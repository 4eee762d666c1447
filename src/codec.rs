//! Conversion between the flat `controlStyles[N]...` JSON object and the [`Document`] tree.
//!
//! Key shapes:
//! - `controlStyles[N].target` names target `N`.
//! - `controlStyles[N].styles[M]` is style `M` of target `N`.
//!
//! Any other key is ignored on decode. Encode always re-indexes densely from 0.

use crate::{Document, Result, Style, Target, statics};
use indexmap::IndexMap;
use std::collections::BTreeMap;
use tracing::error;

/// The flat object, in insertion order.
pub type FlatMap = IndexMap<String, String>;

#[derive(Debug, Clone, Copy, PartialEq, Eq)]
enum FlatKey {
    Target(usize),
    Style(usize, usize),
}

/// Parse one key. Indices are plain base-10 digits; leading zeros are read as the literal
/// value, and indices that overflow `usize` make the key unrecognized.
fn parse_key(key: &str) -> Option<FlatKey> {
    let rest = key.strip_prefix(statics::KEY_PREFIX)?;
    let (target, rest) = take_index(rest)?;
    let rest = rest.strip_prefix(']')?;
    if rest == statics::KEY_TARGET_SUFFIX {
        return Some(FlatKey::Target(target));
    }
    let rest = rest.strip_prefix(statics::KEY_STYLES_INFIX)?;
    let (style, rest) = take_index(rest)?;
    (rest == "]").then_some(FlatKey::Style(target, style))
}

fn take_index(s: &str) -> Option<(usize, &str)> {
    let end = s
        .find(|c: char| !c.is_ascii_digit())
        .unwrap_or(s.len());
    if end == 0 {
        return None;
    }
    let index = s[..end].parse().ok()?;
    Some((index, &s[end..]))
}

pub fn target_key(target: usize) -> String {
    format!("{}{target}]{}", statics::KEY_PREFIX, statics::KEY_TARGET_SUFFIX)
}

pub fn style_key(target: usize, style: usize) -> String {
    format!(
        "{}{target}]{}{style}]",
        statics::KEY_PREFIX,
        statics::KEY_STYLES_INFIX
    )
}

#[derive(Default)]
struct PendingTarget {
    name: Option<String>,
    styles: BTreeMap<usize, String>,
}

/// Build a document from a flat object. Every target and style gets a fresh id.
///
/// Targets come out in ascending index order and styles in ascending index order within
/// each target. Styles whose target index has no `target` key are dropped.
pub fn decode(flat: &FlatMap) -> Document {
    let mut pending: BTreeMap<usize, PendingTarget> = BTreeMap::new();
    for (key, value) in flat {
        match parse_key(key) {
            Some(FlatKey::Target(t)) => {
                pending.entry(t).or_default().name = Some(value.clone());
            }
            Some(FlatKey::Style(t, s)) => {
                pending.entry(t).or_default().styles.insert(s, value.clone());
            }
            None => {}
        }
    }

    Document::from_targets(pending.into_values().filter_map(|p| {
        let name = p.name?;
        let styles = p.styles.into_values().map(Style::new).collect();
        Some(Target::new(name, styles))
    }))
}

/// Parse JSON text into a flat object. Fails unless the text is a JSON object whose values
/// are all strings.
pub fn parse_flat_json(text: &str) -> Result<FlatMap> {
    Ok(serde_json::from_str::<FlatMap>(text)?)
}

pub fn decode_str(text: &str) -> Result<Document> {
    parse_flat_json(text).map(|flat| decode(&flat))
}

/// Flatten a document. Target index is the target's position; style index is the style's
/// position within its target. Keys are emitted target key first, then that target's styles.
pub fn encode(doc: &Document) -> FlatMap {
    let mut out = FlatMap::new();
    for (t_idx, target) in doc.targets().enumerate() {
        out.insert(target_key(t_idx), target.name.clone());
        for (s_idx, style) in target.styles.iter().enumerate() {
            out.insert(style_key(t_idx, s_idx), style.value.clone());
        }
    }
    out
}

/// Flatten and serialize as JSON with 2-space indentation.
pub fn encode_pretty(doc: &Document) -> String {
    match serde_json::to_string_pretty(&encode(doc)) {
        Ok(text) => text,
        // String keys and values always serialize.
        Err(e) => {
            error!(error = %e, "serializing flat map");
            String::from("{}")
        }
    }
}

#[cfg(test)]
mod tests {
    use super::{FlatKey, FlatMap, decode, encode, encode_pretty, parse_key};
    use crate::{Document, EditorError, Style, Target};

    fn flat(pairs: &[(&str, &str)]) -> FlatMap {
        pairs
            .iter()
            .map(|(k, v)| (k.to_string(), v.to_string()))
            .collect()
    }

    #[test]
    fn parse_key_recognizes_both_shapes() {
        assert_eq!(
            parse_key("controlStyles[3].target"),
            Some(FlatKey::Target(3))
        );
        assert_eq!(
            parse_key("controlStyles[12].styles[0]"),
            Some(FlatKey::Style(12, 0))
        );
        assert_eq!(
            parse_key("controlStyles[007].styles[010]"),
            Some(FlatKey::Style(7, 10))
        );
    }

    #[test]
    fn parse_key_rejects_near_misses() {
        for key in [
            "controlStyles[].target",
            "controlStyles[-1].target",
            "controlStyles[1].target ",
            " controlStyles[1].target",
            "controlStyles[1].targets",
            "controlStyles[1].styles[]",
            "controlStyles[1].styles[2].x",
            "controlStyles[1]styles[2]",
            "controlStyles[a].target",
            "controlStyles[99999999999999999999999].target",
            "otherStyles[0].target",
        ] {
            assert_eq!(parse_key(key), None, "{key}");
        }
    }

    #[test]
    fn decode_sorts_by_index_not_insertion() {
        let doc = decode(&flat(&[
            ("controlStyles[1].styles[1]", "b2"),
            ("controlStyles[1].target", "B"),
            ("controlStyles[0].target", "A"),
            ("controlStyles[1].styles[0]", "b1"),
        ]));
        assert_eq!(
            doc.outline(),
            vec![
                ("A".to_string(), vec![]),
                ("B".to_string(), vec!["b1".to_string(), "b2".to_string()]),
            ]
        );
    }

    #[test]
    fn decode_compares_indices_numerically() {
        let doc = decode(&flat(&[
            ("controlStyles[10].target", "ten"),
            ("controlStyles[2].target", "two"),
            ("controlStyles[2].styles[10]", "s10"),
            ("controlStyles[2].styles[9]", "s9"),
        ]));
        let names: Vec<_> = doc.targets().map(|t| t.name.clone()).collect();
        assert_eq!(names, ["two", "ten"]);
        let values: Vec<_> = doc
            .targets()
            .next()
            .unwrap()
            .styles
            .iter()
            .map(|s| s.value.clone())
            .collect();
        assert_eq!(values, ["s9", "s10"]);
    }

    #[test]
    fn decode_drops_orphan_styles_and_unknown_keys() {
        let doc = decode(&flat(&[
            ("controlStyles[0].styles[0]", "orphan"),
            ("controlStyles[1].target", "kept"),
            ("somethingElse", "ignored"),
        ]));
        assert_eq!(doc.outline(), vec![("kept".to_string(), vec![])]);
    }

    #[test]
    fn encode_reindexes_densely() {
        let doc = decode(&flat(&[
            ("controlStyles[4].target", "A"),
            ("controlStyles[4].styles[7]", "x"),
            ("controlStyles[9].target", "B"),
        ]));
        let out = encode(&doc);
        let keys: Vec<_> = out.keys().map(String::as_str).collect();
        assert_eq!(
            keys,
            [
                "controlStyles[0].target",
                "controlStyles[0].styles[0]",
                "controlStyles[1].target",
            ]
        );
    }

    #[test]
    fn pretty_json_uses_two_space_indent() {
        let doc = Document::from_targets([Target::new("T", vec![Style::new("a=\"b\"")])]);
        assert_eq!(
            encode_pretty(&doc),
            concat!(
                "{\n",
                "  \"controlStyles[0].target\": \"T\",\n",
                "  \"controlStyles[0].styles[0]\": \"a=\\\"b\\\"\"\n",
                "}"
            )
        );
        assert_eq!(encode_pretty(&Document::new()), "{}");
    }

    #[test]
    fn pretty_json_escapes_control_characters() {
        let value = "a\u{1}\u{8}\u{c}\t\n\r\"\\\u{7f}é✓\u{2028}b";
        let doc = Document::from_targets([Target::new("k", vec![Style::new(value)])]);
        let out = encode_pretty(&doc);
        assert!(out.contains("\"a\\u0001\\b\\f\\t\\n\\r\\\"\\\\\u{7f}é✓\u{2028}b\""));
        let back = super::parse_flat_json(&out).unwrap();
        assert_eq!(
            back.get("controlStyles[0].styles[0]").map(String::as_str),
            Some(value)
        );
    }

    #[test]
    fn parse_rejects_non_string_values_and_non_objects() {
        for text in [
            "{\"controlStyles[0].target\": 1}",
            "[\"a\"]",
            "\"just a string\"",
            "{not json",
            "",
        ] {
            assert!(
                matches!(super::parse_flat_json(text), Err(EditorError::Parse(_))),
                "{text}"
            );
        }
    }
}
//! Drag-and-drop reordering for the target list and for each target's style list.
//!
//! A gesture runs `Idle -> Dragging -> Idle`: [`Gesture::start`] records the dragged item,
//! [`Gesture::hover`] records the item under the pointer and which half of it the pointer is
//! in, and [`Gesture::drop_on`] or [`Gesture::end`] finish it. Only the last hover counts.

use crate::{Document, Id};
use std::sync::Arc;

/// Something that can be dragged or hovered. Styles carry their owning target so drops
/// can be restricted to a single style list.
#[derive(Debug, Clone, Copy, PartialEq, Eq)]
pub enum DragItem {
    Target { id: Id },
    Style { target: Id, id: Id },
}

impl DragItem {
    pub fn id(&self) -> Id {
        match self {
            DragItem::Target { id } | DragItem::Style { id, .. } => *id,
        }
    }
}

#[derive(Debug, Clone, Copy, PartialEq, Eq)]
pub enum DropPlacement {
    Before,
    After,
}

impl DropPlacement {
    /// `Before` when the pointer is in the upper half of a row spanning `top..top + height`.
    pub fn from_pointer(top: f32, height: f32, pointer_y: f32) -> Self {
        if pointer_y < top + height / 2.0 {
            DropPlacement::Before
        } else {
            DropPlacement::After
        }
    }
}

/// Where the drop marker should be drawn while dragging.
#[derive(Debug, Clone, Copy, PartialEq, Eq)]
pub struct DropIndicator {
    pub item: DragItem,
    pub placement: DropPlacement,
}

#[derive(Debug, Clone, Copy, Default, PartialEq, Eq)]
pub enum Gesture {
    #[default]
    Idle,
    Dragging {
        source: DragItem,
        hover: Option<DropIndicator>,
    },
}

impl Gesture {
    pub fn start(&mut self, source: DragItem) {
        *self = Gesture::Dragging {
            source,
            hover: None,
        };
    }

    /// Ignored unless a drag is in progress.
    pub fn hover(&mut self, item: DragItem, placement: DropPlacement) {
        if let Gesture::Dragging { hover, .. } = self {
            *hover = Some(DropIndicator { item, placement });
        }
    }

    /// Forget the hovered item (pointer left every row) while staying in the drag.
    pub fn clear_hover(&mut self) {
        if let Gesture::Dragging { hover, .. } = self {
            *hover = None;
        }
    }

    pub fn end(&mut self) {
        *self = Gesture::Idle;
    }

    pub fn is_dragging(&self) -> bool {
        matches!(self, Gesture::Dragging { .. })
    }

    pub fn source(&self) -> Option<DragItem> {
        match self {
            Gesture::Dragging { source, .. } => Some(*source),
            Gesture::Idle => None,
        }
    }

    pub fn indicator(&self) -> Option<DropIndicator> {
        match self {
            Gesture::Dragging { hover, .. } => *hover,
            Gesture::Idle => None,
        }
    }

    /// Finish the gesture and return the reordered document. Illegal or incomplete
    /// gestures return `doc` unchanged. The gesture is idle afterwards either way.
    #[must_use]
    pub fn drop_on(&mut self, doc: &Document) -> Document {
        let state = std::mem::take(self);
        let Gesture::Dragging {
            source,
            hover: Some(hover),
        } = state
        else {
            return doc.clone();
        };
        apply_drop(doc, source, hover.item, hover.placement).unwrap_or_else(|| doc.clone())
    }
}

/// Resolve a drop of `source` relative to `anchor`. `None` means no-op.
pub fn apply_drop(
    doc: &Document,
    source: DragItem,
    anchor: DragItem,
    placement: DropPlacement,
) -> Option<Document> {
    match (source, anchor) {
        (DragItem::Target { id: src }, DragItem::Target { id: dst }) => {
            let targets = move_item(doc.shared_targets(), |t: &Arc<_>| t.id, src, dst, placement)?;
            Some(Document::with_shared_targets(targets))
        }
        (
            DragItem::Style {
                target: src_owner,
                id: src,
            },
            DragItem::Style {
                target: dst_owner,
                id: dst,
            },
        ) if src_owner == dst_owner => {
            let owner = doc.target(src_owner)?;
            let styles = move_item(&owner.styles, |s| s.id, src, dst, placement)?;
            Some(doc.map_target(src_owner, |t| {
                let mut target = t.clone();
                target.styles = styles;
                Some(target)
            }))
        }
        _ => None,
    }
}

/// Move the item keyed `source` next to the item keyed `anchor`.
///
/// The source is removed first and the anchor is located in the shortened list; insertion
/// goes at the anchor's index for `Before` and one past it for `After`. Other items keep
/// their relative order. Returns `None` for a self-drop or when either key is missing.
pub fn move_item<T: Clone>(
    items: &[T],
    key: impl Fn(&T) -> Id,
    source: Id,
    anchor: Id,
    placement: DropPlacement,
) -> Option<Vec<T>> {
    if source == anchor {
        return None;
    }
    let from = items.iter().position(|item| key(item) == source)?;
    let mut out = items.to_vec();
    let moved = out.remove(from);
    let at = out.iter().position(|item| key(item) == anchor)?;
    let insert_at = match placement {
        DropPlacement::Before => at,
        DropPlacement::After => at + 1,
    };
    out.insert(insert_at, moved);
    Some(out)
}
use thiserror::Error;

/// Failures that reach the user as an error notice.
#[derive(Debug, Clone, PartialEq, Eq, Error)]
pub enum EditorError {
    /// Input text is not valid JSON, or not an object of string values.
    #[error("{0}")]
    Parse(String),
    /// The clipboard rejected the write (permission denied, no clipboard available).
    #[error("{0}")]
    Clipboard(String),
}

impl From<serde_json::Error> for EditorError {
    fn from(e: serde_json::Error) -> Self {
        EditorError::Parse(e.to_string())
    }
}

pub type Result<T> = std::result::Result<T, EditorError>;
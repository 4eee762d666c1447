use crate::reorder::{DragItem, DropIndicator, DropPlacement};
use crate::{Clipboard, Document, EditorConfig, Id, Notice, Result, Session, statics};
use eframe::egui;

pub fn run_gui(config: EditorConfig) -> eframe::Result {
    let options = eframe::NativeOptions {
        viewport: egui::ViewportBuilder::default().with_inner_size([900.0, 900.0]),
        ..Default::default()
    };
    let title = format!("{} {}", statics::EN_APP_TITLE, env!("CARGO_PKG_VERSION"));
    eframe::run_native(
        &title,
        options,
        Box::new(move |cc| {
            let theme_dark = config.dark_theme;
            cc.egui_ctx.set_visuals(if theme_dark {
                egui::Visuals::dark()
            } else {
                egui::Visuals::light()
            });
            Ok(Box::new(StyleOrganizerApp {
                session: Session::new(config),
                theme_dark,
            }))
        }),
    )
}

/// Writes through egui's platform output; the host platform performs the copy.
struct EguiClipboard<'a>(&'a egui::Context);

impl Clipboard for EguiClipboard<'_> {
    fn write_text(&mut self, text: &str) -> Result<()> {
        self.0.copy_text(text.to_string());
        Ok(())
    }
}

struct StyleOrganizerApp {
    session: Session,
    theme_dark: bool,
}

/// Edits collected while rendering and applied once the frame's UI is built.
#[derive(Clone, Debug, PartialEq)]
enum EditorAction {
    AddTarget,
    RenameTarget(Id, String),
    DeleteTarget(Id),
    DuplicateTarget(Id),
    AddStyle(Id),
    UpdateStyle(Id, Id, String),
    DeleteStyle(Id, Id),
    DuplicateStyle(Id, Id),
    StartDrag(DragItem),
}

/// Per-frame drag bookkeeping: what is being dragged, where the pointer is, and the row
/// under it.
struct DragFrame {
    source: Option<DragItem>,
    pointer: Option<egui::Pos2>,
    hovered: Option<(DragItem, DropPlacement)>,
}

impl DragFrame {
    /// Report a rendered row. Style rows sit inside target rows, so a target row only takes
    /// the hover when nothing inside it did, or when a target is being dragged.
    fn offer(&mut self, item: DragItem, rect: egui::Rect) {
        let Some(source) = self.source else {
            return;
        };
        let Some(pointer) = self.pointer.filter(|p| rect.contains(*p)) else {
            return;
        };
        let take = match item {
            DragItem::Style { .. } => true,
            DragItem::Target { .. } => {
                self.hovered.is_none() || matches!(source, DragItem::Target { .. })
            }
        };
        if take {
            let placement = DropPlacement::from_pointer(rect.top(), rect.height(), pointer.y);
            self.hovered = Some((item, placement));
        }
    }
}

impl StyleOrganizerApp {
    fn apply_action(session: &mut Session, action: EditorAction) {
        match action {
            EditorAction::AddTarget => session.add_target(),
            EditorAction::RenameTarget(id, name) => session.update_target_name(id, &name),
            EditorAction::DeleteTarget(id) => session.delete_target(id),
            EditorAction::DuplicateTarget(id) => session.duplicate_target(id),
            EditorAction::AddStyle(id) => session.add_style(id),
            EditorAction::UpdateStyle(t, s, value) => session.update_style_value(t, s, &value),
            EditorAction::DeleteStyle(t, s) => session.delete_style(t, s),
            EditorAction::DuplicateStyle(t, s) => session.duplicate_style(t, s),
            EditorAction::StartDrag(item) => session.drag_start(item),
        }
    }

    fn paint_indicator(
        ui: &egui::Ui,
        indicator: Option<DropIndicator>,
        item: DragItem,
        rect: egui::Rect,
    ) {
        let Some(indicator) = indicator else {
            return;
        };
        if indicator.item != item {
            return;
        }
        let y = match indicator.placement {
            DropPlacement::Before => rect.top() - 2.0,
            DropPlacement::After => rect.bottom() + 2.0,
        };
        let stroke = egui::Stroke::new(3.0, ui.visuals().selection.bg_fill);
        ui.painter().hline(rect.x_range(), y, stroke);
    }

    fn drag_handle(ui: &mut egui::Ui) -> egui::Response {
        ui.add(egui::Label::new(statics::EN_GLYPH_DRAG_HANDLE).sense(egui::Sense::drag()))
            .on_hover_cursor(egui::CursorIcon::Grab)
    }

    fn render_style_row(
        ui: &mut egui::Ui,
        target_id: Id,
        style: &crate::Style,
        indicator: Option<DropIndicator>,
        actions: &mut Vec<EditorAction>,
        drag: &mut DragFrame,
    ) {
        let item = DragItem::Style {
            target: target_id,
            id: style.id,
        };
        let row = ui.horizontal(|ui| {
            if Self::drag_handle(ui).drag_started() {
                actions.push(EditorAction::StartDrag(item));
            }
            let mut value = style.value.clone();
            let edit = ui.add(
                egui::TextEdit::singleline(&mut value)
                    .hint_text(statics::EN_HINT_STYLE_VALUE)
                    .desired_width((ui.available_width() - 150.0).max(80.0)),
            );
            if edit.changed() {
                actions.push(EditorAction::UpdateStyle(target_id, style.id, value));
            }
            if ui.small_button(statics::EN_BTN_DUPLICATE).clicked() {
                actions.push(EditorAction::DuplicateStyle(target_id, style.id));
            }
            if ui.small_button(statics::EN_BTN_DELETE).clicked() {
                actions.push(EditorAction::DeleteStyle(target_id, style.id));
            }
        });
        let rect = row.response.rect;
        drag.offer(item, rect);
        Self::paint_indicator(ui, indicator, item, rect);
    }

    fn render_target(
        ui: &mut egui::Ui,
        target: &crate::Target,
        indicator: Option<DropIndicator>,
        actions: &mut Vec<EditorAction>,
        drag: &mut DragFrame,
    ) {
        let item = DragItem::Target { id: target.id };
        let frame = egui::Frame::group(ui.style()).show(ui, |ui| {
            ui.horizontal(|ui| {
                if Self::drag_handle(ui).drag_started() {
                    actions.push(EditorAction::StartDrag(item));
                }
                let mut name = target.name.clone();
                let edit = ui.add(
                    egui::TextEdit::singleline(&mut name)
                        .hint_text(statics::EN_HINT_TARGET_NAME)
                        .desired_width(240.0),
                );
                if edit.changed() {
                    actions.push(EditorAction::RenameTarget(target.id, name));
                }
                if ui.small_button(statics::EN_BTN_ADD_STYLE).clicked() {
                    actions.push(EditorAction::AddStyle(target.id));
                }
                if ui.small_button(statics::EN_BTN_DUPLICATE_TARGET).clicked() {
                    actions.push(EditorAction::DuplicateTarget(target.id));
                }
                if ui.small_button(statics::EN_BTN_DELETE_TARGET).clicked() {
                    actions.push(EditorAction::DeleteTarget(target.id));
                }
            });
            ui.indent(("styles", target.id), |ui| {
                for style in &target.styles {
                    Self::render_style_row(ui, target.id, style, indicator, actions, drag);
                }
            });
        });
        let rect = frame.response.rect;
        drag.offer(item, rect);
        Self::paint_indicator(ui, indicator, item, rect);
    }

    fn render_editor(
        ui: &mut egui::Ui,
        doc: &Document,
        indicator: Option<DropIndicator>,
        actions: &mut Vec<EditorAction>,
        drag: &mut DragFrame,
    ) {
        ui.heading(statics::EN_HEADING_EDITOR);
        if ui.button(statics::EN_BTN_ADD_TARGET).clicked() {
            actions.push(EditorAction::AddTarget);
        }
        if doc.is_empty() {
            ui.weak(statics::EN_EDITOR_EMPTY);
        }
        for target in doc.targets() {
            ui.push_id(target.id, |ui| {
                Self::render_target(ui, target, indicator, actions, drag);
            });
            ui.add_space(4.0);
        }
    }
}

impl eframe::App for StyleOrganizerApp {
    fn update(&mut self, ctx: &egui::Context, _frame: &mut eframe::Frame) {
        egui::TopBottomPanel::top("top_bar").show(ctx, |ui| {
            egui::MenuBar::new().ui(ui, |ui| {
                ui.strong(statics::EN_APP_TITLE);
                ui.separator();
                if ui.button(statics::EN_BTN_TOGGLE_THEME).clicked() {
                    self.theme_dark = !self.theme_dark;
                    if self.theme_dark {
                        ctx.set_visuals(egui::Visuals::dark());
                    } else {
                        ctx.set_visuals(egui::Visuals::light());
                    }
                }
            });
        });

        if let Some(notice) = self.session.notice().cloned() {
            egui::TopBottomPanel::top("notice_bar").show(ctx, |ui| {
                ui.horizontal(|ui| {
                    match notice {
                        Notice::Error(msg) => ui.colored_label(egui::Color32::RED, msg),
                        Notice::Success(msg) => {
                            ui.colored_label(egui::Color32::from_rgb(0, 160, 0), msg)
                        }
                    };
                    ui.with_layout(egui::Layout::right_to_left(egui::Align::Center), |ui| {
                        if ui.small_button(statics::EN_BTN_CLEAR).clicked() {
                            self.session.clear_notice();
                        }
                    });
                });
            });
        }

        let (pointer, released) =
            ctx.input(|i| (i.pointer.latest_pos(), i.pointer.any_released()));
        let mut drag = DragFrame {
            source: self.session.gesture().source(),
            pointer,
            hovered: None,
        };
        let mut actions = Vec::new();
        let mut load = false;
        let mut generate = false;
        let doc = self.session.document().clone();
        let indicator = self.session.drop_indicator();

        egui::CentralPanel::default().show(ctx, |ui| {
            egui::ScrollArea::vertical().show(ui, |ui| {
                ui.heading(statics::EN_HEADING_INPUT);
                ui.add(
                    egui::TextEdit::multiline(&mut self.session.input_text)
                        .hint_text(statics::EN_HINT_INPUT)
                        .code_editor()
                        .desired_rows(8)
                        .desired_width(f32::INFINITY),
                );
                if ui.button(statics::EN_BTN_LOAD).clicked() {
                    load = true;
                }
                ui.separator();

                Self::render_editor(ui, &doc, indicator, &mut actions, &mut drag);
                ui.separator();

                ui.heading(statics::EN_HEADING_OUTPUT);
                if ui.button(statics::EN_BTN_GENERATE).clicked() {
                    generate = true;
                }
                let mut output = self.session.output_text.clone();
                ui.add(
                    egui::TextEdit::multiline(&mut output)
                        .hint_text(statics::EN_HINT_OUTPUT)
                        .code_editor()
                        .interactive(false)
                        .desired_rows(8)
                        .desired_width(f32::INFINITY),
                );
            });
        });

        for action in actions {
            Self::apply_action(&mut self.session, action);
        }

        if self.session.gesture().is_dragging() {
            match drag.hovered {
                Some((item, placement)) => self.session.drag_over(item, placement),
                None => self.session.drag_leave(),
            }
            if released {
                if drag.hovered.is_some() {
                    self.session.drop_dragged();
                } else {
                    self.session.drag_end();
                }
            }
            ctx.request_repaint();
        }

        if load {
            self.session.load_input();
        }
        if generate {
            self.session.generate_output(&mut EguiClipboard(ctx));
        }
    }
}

#####

- **Exercise instructions**: Please output exactly the lines between the one holding "pub fn id(&self)" and the one holding "pub fn from_pointer(top: f32, height: f32, pointer_y: f32)" in the records above, inclusive, and nothing more.

- **Completed task**:
    pub fn id(&self) -> Id {
        match self {
            DragItem::Target { id } | DragItem::Style { id, .. } => *id,
        }
    }
}

#[derive(Debug, Clone, Copy, PartialEq, Eq)]
pub enum DropPlacement {
    Before,
    After,
}

impl DropPlacement {
    /// `Before` when the pointer is in the upper half of a row spanning `top..top + height`.
    pub fn from_pointer(top: f32, height: f32, pointer_y: f32) -> Self {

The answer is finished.